O autor e psicólogo social Jonathan Haidt em seu novo e aclamado livro “A Geração Ansiosa” – aponta as redes sociais como grandes responsáveis pela alta nos casos de depressão entre adolescentes.
“Estamos superprotegendo nossos filhos na vida real e não estamos protegendo o bastante na internet.” – Jonathan Haidt
Apesar da tecnologia trazer incontáveis benefícios, facilidades e conexões, precisamos aprender a lidar melhor com ela.
“Com WhatsApp e outras redes, o trabalho invade a nossa vida familiar e o nosso lazer. Precisamos aprender a dar limites, sem perder a produtividade. Se a gente não consegue descansar, acabamos por ter nossa capacidade produtiva reduzida e os riscos de desenvolver problemas de saúde mental aumentados” – afirma o psiquiatra e presidente do Instituto Ame sua Mente, Rodrigo Bressan.
Se para nós, adultos, a missão de gerenciar o papel das tecnologias em nosso dia a dia já é bastante desafiadora, imagine para as crianças e jovens que ainda não têm o repertório emocional e a habilidade de colocar tais limites. Por se tratar de um hábito que se mostra prejudicial à saúde mental e ao desempenho escolar, a atenção e interferência por pais e cuidadores se fazem necessárias.
A restrição do uso de celulares nas escolas
A restrição ao uso de celulares em escolas é um tema que tem sido debatido intensamente no Brasil e no mundo. Nos Estados Unidos, uma organização de mães entrou com ação judicial contra o Meta para que tomem providências para minimizar o efeito viciante das redes sociais da plataforma.
Em São Paulo, o projeto de lei que proíbe uso de aparelhos com acesso à internet por alunos nas escolas está em discussão na Assembleia Legislativa. Pode-se usar como referência intervenções de outros países, como na Espanha onde a proibição do uso dos celulares no ambiente escolar demonstrou reduzir o bullying em 10% a 18% dos casos.
Acompanhado a tendência, organizações de mães no Brasil começam a aparecer, como o “Movimento Desconecta”, que tem o intuito de influenciar a decisão de restrição total do uso de celulares nas escolas. A iniciativa também defende que haja um acordo entre pais e filhos para que os jovens só tenham acesso a smartphones aos 14 anos e que só acessem as redes sociais a partir dos 16 anos, reduzindo a barreira social para postergar esses hábitos.

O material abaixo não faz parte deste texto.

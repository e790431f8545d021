//! VideoEncoder - WebCodecs codec state machine
//!
//! Inputs matching the configured geometry and pixel format go straight to
//! the backend encoder; anything else passes through a rescaler keyed by
//! the input parameters. Non-square pixels are carried as a sample aspect
//! ratio on every submitted frame.

use std::sync::{Arc, Mutex};

use tracing::{debug, warn};

use crate::backend::{self, Fraction, PictureSpec, Rational};
use crate::codec::{CodecError, EncoderContext, Scaler, VideoEncoderSettings};

use super::audio_decoder::{DequeueCallback, ErrorCallback};
use super::codec_string::parse_video_codec_string;
use super::control::{flush_channel, CodecSignals, CodecState, ControlQueue, FlushHandle};
use super::error::{
  abort_error, encoding_error, invalid_state_error, not_supported_error, type_error, Result,
};
use super::{
  EncodedVideoChunk, EncodedVideoChunkInit, EncodedVideoChunkType, VideoEncoderConfig,
  VideoEncoderSupport, VideoFrame, VideoLatencyMode,
};

/// Decoder configuration attached to the first emitted chunk
#[derive(Debug, Clone)]
pub struct VideoDecoderConfigOutput {
  pub codec: String,
  /// The encoder's out-of-band side data, once emitted
  pub description: Option<Vec<u8>>,
}

/// Metadata accompanying the first chunk of a configuration epoch
#[derive(Debug, Clone)]
pub struct EncodedVideoChunkMetadata {
  pub decoder_config: Option<VideoDecoderConfigOutput>,
}

/// Per-call encode options
#[derive(Debug, Clone, Copy, Default)]
pub struct VideoEncoderEncodeOptions {
  /// Force this frame to be encoded as a key frame
  pub key_frame: bool,
}

/// Callback receiving encoded chunks; metadata accompanies the first one
pub type EncodedVideoChunkOutput =
  Box<dyn FnMut(EncodedVideoChunk, Option<EncodedVideoChunkMetadata>) + Send>;

/// VideoEncoder init record: the two required callbacks
pub struct VideoEncoderInit {
  pub output: EncodedVideoChunkOutput,
  pub error: ErrorCallback,
}

struct Shared {
  context: Option<EncoderContext>,
  scaler: Option<Scaler>,
  library: Option<backend::LibraryLease>,
  /// Configured output geometry and pixel format
  sws_out: Option<PictureSpec>,
  /// Non-square-pixel aspect, absent for square pixels
  sample_aspect: Option<Fraction>,
  header: Option<VideoDecoderConfigOutput>,
  metadata_sent: bool,
  output: EncodedVideoChunkOutput,
  error: ErrorCallback,
  dequeue: Option<DequeueCallback>,
  error_fired: bool,
  signals: Arc<CodecSignals>,
}

impl Shared {
  fn fail(&mut self, err: super::Error) {
    self.scaler = None;
    self.context = None;
    self.library = None;
    self.signals.state.set(CodecState::Closed);
    if !self.error_fired {
      self.error_fired = true;
      warn!(error = %err, "video encoder closed on error");
      (self.error)(err);
    }
  }

  fn finish_step(&mut self) {
    self.signals.decrement_queue();
    if let Some(callback) = self.dequeue.as_mut() {
      callback();
    }
  }

  /// Encode one frame, rescaling when it differs from the configured output
  fn process_input(
    &mut self,
    mut frame: backend::Frame,
  ) -> std::result::Result<Vec<backend::Packet>, CodecError> {
    let sws_out = self
      .sws_out
      .ok_or_else(|| CodecError::InvalidState("encoder output spec missing".into()))?;
    if let Some(sample_aspect) = self.sample_aspect {
      frame.sample_aspect = Some(sample_aspect);
    }

    let matches_out = frame.width == sws_out.width
      && frame.height == sws_out.height
      && frame.pixel_format == Some(sws_out.pixel_format);

    let submitted = if matches_out {
      // The rescaler caches exactly one input key; a direct hit tears it down
      self.scaler = None;
      frame
    } else {
      let rebuild = !self
        .scaler
        .as_ref()
        .is_some_and(|scaler| scaler.matches_input(&frame));
      if rebuild {
        let input = PictureSpec {
          width: frame.width,
          height: frame.height,
          pixel_format: frame
            .pixel_format
            .ok_or_else(|| CodecError::InvalidConfig("input frame has no pixel format".into()))?,
        };
        let library = self
          .library
          .as_ref()
          .ok_or_else(|| CodecError::InvalidState("library lease missing".into()))?;
        self.scaler = Some(Scaler::open(&**library, input, sws_out)?);
      }
      match self.scaler.as_mut() {
        Some(scaler) => scaler.scale(&frame)?,
        None => frame,
      }
    };

    let context = self
      .context
      .as_mut()
      .ok_or_else(|| CodecError::InvalidState("encoder context missing".into()))?;
    context.encode(Some(&submitted))
  }

  /// Wrap packets as chunks; the first carries the decoder-config metadata
  fn deliver(&mut self, packets: Vec<backend::Packet>) {
    for packet in packets {
      let metadata = if self.metadata_sent {
        None
      } else {
        self.metadata_sent = true;
        let description = self.context.as_ref().and_then(|c| c.extradata());
        if let Some(header) = self.header.as_mut() {
          header.description = description;
        }
        Some(EncodedVideoChunkMetadata {
          decoder_config: self.header.clone(),
        })
      };

      let chunk = EncodedVideoChunk::new(EncodedVideoChunkInit {
        chunk_type: if packet.key {
          EncodedVideoChunkType::Key
        } else {
          EncodedVideoChunkType::Delta
        },
        timestamp: Rational::MILLIS.ticks_to_us(packet.pts),
        duration: (packet.duration > 0).then(|| Rational::MILLIS.ticks_to_us(packet.duration)),
        data: packet.data,
      });
      (self.output)(chunk, metadata);
    }
  }
}

/// WebCodecs-style video encoder
pub struct VideoEncoder {
  shared: Arc<Mutex<Shared>>,
  queue: ControlQueue<Shared>,
  signals: Arc<CodecSignals>,
}

impl VideoEncoder {
  pub fn new(init: VideoEncoderInit) -> Self {
    let signals = CodecSignals::new();
    let shared = Arc::new(Mutex::new(Shared {
      context: None,
      scaler: None,
      library: None,
      sws_out: None,
      sample_aspect: None,
      header: None,
      metadata_sent: false,
      output: init.output,
      error: init.error,
      dequeue: None,
      error_fired: false,
      signals: signals.clone(),
    }));
    let queue = ControlQueue::spawn(shared.clone());
    Self {
      shared,
      queue,
      signals,
    }
  }

  pub fn state(&self) -> CodecState {
    self.signals.state.get()
  }

  /// Number of pending encode steps
  pub fn encode_queue_size(&self) -> u32 {
    self.signals.queue_size()
  }

  /// Install or clear the dequeue event callback
  pub fn set_ondequeue(&self, callback: Option<DequeueCallback>) {
    if let Ok(mut shared) = self.shared.lock() {
      shared.dequeue = callback;
    }
  }

  /// Non-square pixels: sar = (displayWidth * height, displayHeight * width)
  fn resolve_sample_aspect(config: &VideoEncoderConfig) -> Result<Option<Fraction>> {
    match (config.display_width, config.display_height) {
      (Some(dw), Some(dh)) => {
        if dw == 0 || dh == 0 {
          return Err(type_error("displayWidth and displayHeight must be nonzero"));
        }
        let num = dw as u64 * config.height as u64;
        let den = dh as u64 * config.width as u64;
        Ok((num != den).then_some(Fraction::new(num, den)))
      }
      (None, None) => Ok(None),
      _ => Err(type_error(
        "displayWidth and displayHeight must be given together",
      )),
    }
  }

  fn resolve_settings(config: &VideoEncoderConfig) -> Result<Option<VideoEncoderSettings>> {
    if config.width == 0 || config.height == 0 {
      return Err(type_error("width and height must be nonzero"));
    }
    let parsed = match parse_video_codec_string(&config.codec)? {
      Some(parsed) => parsed,
      None => return Ok(None),
    };
    let sample_aspect = Self::resolve_sample_aspect(config)?;

    let mut options = parsed.options();
    if config.latency_mode == Some(VideoLatencyMode::Realtime) {
      // Backend quality/usage hints for realtime operation
      options.push(("deadline".to_string(), "realtime".to_string()));
      options.push(("cpu-used".to_string(), "8".to_string()));
    }

    Ok(Some(VideoEncoderSettings {
      codec: parsed.backend.to_string(),
      width: config.width,
      height: config.height,
      pixel_format: parsed.pixel_format(),
      bitrate: config.bitrate.unwrap_or(0),
      framerate: config.framerate,
      sample_aspect,
      options,
    }))
  }

  /// Configure the encoder; enqueues the backend init
  pub fn configure(&self, config: &VideoEncoderConfig) -> Result<()> {
    if self.signals.state.get() == CodecState::Closed {
      return Err(invalid_state_error("encoder is closed"));
    }
    let settings = Self::resolve_settings(config)?;

    self.signals.state.set(CodecState::Configured);
    let epoch = self.signals.epoch();
    debug!(codec = %config.codec, width = config.width, height = config.height, "video encoder configure");

    match settings {
      None => {
        let codec = config.codec.clone();
        self.queue.enqueue(move |shared| {
          if shared.signals.epoch() != epoch {
            return;
          }
          shared.fail(not_supported_error(&format!(
            "unsupported video codec: {}",
            codec
          )));
        });
      }
      Some(settings) => {
        let header = VideoDecoderConfigOutput {
          codec: config.codec.clone(),
          description: None,
        };
        self.queue.enqueue(move |shared| {
          if shared.signals.epoch() != epoch {
            return;
          }
          shared.scaler = None;
          shared.context = None;
          shared.library = None;
          let lease = match backend::acquire() {
            Some(lease) => lease,
            None => {
              shared.fail(not_supported_error("no codec library installed"));
              return;
            }
          };
          match EncoderContext::open_video(&*lease, &settings) {
            Ok(context) => {
              shared.sws_out = Some(PictureSpec {
                width: settings.width,
                height: settings.height,
                pixel_format: settings.pixel_format,
              });
              shared.sample_aspect = settings.sample_aspect;
              shared.context = Some(context);
              shared.library = Some(lease);
              shared.header = Some(header);
              shared.metadata_sent = false;
            }
            Err(err) => shared.fail(not_supported_error(&err.to_string())),
          }
        });
      }
    }
    Ok(())
  }

  /// Encode one VideoFrame; the input is cloned on entry
  pub fn encode(&self, frame: &VideoFrame, options: &VideoEncoderEncodeOptions) -> Result<()> {
    if self.signals.state.get() != CodecState::Configured {
      return Err(invalid_state_error("encoder is not configured"));
    }
    if frame.is_closed() {
      return Err(type_error("cannot encode a closed VideoFrame"));
    }
    let clone = frame.try_clone()?;
    let key_frame = options.key_frame;

    self.signals.increment_queue();
    let epoch = self.signals.epoch();

    self.queue.enqueue(move |shared| {
      if shared.signals.epoch() != epoch || shared.error_fired || shared.context.is_none() {
        shared.finish_step();
        return;
      }

      let frame = match clone.to_backend_frame() {
        Ok(mut frame) => {
          frame.pts = Rational::MILLIS.ticks_from_us(clone.timestamp());
          frame.duration = clone
            .duration()
            .map(|d| Rational::MILLIS.ticks_from_us(d))
            .unwrap_or(0);
          frame.key_frame = key_frame;
          frame
        }
        Err(err) => {
          shared.finish_step();
          shared.fail(err);
          return;
        }
      };
      shared.finish_step();

      match shared.process_input(frame) {
        Ok(packets) => shared.deliver(packets),
        Err(err) => shared.fail(encoding_error(&err.to_string())),
      }
    });
    Ok(())
  }

  /// Drain the encoder, emitting residual chunks
  pub fn flush(&self) -> Result<FlushHandle> {
    if self.signals.state.get() != CodecState::Configured {
      return Err(invalid_state_error("encoder is not configured"));
    }
    let (resolver, handle) = flush_channel();
    let epoch = self.signals.epoch();

    self.queue.enqueue(move |shared| {
      if shared.signals.epoch() != epoch || shared.error_fired {
        let _ = resolver.send(Err(abort_error("flush aborted")));
        return;
      }
      let result = match shared.context.as_mut() {
        Some(context) => context.flush(),
        None => {
          let _ = resolver.send(Err(invalid_state_error("encoder has no backend context")));
          return;
        }
      };
      match result {
        Ok(packets) => {
          shared.deliver(packets);
          let _ = resolver.send(Ok(()));
        }
        Err(err) => {
          let error = encoding_error(&err.to_string());
          shared.fail(error.clone());
          let _ = resolver.send(Err(error));
        }
      }
    });
    Ok(handle)
  }

  /// Return to Unconfigured, abandoning queued work
  pub fn reset(&self) -> Result<()> {
    if self.signals.state.get() == CodecState::Closed {
      return Err(invalid_state_error("encoder is closed"));
    }
    self.signals.state.set(CodecState::Unconfigured);
    self.signals.bump_epoch();
    debug!("video encoder reset");
    self.queue.enqueue(|shared| {
      shared.scaler = None;
      shared.context = None;
      shared.library = None;
    });
    Ok(())
  }

  /// Terminal close; idempotent, reports no error
  pub fn close(&self) {
    self.signals.state.set(CodecState::Closed);
    self.signals.bump_epoch();
    debug!("video encoder close");
    self.queue.enqueue(|shared| {
      shared.scaler = None;
      shared.context = None;
      shared.library = None;
    });
  }

  /// Probe whether a configuration is supported (init + free)
  pub fn is_config_supported(config: &VideoEncoderConfig) -> Result<VideoEncoderSupport> {
    let supported = match Self::resolve_settings(config)? {
      None => false,
      Some(settings) => match backend::acquire() {
        None => false,
        Some(lease) => EncoderContext::open_video(&*lease, &settings).is_ok(),
      },
    };
    Ok(VideoEncoderSupport {
      supported,
      config: config.clone(),
    })
  }
}

impl std::fmt::Debug for VideoEncoder {
  fn fmt(&self, f: &mut std::fmt::Formatter<'_>) -> std::fmt::Result {
    f.debug_struct("VideoEncoder")
      .field("state", &self.state())
      .field("encode_queue_size", &self.encode_queue_size())
      .finish()
  }
}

“Qualquer tremor do celular já faz a pessoa perder o foco”, destaca Rodrigo Bressan. O ponto é corroborado por um estudo da Common Sense Media que estima que os jovens recebem, em média, 237 notificações por dia em seus celulares.
“Além disso, os conteúdos da mídia social nem sempre são benéficos para o jovem e reduzem a sociabilidade. Uma das formas pelas quais a escola educa é promovendo a sociabilidade e mediando conflitos”, conclui o psiquiatra.
Cuidar da mente é cuidar da gente! Quanto mais cedo melhor!